Wow. Do I serve an almighty, prayer answering, loving God or what? Blogging really does give me perspective. I have had the most incredible turn-around in my mindset. I feel joy again! It started around Thursday, when I felt myself being lifted out of the pit. But man oh man did I feel it Friday. I woke up Friday morning feeling incredibly refreshed, and spent an awesome day with my Mustard Seed girls. I spent the night watching my two favorite kiddos in the entire world (aka my future flower girl and ring bearer;)). I talked with two of my greatest inspirations/role models/friends/mentors (aka their parents). Saturday morning I slept in, went to the pool with one of my sweetest friends, and then watched my MSR girls until midnight. Friday and Saturday were full of crazy all over the place plans, but I felt such joy! I felt so much like.. myself. It felt like breathing again. It felt like hope. It felt like purpose. I surprised Tyler in Tullahoma for church on Sunday, and for the first time in a long time, I felt "there" at church. I felt alive, and I felt thankful. Even though I hate us being apart, I left Tullahoma feeling alive and thankful.

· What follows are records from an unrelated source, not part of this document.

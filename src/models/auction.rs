use chrono::{NaiveDate, NaiveDateTime};
use rust_decimal::Decimal;
use serde::{Deserialize, Serialize};

use crate::scrapers::{ScrapedAuction, ScrapedRow};

/// A stored auction with its regional and technology results.
#[derive(Debug, Clone, PartialEq, Serialize, Deserialize)]
pub struct Auction {
    pub id: i32,
    pub auction_date: NaiveDate,
    pub production_month: String,
    pub reserve_price: Decimal,
    pub created_at: NaiveDateTime,
    pub regions: Vec<AuctionRegion>,
    pub technologies: Vec<AuctionTechnology>,
}

#[derive(Debug, Clone, PartialEq, Serialize, Deserialize)]
pub struct AuctionRegion {
    pub region_name: String,
    pub volume_offered: i64,
    pub volume_allocated: i64,
    pub weighted_avg_price: Decimal,
}

#[derive(Debug, Clone, PartialEq, Serialize, Deserialize)]
pub struct AuctionTechnology {
    pub technology_type: String,
    pub volume_offered: i64,
    pub volume_allocated: i64,
    pub weighted_avg_price: Decimal,
}

impl From<ScrapedRow> for AuctionRegion {
    fn from(row: ScrapedRow) -> Self {
        Self {
            region_name: row.label,
            volume_offered: row.volume_offered,
            volume_allocated: row.volume_allocated,
            weighted_avg_price: row.weighted_avg_price,
        }
    }
}

impl From<ScrapedRow> for AuctionTechnology {
    fn from(row: ScrapedRow) -> Self {
        Self {
            technology_type: row.label,
            volume_offered: row.volume_offered,
            volume_allocated: row.volume_allocated,
            weighted_avg_price: row.weighted_avg_price,
        }
    }
}

/// An auction aggregate that has not been stored yet.
#[derive(Debug, Clone, PartialEq)]
pub struct NewAuction {
    pub auction_date: NaiveDate,
    pub production_month: String,
    pub reserve_price: Decimal,
    pub created_at: NaiveDateTime,
    pub regions: Vec<AuctionRegion>,
    pub technologies: Vec<AuctionTechnology>,
}

impl NewAuction {
    pub fn from_scraped(scraped: ScrapedAuction, created_at: NaiveDateTime) -> Self {
        Self {
            auction_date: scraped.metadata.auction_date,
            production_month: scraped.metadata.production_month,
            reserve_price: scraped.metadata.reserve_price,
            created_at,
            regions: scraped.regions.into_iter().map(AuctionRegion::from).collect(),
            technologies: scraped
                .technologies
                .into_iter()
                .map(AuctionTechnology::from)
                .collect(),
        }
    }

    pub fn is_empty(&self) -> bool {
        self.regions.is_empty() && self.technologies.is_empty()
    }
}

/// Where a scrape run is, or where it stopped.
#[derive(Debug, Clone, Copy, PartialEq, Eq, Serialize, Deserialize)]
#[serde(rename_all = "snake_case")]
pub enum RunStage {
    Idle,
    Fetching,
    Locating,
    ExtractingMetadata,
    ExtractingTables,
    CheckingDuplicate,
    Persisting,
    Done,
}

#[derive(Debug, Clone, PartialEq, Eq, Serialize, Deserialize)]
#[serde(tag = "status", rename_all = "snake_case")]
pub enum RunOutcome {
    Saved { auction_id: i32 },
    Duplicate,
    NothingToSave,
    Failed { stage: RunStage, reason: String },
}

/// Result of one scrape run, returned to manual callers.
#[derive(Debug, Clone, PartialEq, Eq, Serialize, Deserialize)]
pub struct RunReport {
    pub saved: bool,
    pub region_count: usize,
    pub technology_count: usize,
    pub outcome: RunOutcome,
}

impl RunReport {
    pub fn saved(auction_id: i32, region_count: usize, technology_count: usize) -> Self {
        Self {
            saved: true,
            region_count,
            technology_count,
            outcome: RunOutcome::Saved { auction_id },
        }
    }

    pub fn skipped(outcome: RunOutcome, region_count: usize, technology_count: usize) -> Self {
        Self {
            saved: false,
            region_count,
            technology_count,
            outcome,
        }
    }

    pub fn failed(stage: RunStage, reason: impl Into<String>) -> Self {
        Self::skipped(
            RunOutcome::Failed {
                stage,
                reason: reason.into(),
            },
            0,
            0,
        )
    }
}

/// Query parameters for GET /api/auctions/range
#[derive(Debug, Clone, Deserialize)]
pub struct AuctionRangeQuery {
    pub start_date: String, // YYYY-MM-DD format
    pub end_date: String,   // YYYY-MM-DD format
}

/// Response for GET /api/auctions/stats
#[derive(Debug, Clone, Serialize, Deserialize)]
pub struct AuctionStatsResponse {
    pub total_auctions: u64,
    pub latest_auction_date: Option<NaiveDate>,
    pub latest_production_month: Option<String>,
    pub regions_count: Option<usize>,
    pub technologies_count: Option<usize>,
}

/// Response for GET /api/auctions/regions and /api/auctions/technologies
#[derive(Debug, Clone, Serialize, Deserialize)]
pub struct AuctionListResponse {
    pub auctions: Vec<Auction>,
    pub total_auctions: usize,
}

#[derive(Debug, Clone, Serialize, Deserialize)]
pub struct HealthResponse {
    pub status: String,
    pub message: String,
}

#[derive(Debug, Clone, Serialize, Deserialize)]
pub struct ErrorResponse {
    pub error: String,
}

I've been so  busy being discontent with where I am not, that I've forgotten to love where I am. I need to love where I am, because that's here and now. That's Cookeville, and college, and interning at the ranch. That's 21 and not married. That's where I am. No matter where I want to be, that is where I am. Engaged, in love with my very best friend, and so excited about the rest of our lives! That is a very cool place to be, isn't it? I just need to stop being grumpy about such a unique and interesting phase. There is a lot to learn from these next 5 and a half months. True joy, constant peace, sacrificial self-control, and patience. I have an opportunity to very deeply and personally experience and grow in half of the fruits of the spirit. Love, kindness, goodness, gentleness, and faithfulness are all things I can be practicing right here in Cookeville. I don't have to wait until January to overflow with those things that I can easily have now.
If you're reading this, my challenge to you is that you'd fight with me for contentment. In your every day life, fight for contentment with exactly where you have been placed. We can dream of things of the future, but we live/fight/impact in the now. My challenge to you is to live in the now, and to do so joyfully. I know way more than I'd like- how easy that is to say and difficult it is to live out. So let's do it. Let's be happy, and not have it based on something not quite here.
Let's be happy, now.

3 comments:

  1. I'd love to hear more about how God is using this chapter of your life two years later to teach you and lead you and guide you and use you for his glory and his kingdom!! Just an encouragement to pick this back up if you would.